* WORK INSTRUCTION: From the listing below, copy only the lines running from the line that contains "- Timeout errors" to the line that contains "a Tokio runtime.", both included.

* PROVIDED DATA:
↓
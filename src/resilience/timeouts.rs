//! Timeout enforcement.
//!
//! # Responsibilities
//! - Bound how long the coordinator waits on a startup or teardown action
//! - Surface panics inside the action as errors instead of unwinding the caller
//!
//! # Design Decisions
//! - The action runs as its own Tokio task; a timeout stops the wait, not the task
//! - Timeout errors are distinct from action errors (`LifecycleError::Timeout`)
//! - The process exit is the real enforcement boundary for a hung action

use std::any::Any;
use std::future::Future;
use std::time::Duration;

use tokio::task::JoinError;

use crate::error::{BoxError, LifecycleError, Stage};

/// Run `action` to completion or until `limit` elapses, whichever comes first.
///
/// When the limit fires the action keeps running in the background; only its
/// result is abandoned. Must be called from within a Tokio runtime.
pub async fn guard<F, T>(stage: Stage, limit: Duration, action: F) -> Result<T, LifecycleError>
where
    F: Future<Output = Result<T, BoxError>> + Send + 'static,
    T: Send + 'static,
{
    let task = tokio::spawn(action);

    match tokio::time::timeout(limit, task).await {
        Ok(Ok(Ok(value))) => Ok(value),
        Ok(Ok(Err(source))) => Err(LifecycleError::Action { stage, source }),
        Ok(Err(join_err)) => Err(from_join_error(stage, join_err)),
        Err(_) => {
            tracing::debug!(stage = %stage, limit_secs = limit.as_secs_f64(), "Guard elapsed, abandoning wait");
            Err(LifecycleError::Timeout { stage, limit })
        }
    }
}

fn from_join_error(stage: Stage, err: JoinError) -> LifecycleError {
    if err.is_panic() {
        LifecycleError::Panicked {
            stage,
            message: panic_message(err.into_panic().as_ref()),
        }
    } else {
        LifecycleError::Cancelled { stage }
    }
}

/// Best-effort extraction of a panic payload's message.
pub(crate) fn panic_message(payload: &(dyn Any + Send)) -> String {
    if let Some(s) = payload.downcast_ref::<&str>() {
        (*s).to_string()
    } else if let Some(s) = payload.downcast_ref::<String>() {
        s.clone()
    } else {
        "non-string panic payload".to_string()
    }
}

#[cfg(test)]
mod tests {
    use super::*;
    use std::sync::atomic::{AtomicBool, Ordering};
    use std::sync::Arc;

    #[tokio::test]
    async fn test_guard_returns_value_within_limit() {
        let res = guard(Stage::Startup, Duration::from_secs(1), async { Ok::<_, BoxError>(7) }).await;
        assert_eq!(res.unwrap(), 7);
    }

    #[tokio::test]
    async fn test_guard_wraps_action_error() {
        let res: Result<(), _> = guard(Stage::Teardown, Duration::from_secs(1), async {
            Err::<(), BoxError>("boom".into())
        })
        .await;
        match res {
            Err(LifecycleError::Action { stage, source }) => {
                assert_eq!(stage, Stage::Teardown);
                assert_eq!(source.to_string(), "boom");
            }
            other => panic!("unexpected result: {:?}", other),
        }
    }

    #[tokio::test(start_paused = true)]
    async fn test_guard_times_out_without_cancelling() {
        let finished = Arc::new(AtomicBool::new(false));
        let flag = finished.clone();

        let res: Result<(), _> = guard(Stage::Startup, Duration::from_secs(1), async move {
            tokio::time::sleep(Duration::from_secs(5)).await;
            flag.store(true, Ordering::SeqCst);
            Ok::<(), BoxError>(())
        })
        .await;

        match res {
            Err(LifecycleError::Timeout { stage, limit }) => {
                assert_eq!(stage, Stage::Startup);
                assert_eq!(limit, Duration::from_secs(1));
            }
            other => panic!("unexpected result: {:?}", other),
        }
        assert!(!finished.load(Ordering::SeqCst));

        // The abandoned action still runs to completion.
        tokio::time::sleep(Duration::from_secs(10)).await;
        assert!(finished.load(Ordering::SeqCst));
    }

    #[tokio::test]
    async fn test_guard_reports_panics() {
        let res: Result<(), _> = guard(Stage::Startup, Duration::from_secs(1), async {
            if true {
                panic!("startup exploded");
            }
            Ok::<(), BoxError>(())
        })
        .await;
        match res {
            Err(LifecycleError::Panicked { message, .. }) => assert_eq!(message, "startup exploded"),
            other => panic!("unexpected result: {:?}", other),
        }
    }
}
↑
↓
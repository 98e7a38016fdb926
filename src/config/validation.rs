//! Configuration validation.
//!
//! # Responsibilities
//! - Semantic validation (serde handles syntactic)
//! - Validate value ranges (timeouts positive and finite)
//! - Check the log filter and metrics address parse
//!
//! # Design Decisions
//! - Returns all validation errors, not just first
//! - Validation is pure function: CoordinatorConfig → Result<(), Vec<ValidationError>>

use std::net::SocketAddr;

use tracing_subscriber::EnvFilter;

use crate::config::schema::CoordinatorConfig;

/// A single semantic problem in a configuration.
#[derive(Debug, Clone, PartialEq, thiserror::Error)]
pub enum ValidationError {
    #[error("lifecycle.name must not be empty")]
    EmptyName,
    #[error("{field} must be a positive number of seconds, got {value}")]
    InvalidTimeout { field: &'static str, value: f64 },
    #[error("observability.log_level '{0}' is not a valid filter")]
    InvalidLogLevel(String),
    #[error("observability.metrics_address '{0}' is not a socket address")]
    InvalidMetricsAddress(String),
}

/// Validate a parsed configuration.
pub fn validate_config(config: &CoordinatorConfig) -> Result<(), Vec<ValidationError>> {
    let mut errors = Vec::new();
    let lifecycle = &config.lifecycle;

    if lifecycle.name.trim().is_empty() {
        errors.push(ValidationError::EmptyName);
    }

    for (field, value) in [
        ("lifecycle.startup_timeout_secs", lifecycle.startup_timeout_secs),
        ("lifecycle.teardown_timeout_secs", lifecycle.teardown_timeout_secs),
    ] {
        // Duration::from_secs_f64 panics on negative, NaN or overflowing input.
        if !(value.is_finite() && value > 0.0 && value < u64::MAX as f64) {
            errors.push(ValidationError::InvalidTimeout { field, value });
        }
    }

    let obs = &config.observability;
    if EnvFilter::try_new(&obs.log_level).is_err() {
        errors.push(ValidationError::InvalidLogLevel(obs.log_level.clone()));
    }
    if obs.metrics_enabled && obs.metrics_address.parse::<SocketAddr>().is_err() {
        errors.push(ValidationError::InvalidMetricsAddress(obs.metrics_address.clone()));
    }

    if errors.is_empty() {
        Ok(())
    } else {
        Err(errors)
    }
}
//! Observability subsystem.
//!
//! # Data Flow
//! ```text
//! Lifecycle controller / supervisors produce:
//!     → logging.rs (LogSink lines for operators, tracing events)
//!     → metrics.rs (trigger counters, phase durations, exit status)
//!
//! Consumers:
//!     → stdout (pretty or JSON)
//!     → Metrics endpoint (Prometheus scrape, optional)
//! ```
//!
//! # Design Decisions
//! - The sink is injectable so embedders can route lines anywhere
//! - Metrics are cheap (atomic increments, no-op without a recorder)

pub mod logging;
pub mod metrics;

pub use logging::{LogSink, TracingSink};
↑
* ANSWER BELOW:
//! - Timeout errors are distinct from action errors (`LifecycleError::Timeout`)
//! - The process exit is the real enforcement boundary for a hung action

use std::any::Any;
use std::future::Future;
use std::time::Duration;

use tokio::task::JoinError;

use crate::error::{BoxError, LifecycleError, Stage};

/// Run `action` to completion or until `limit` elapses, whichever comes first.
///
/// When the limit fires the action keeps running in the background; only its
/// result is abandoned. Must be called from within a Tokio runtime.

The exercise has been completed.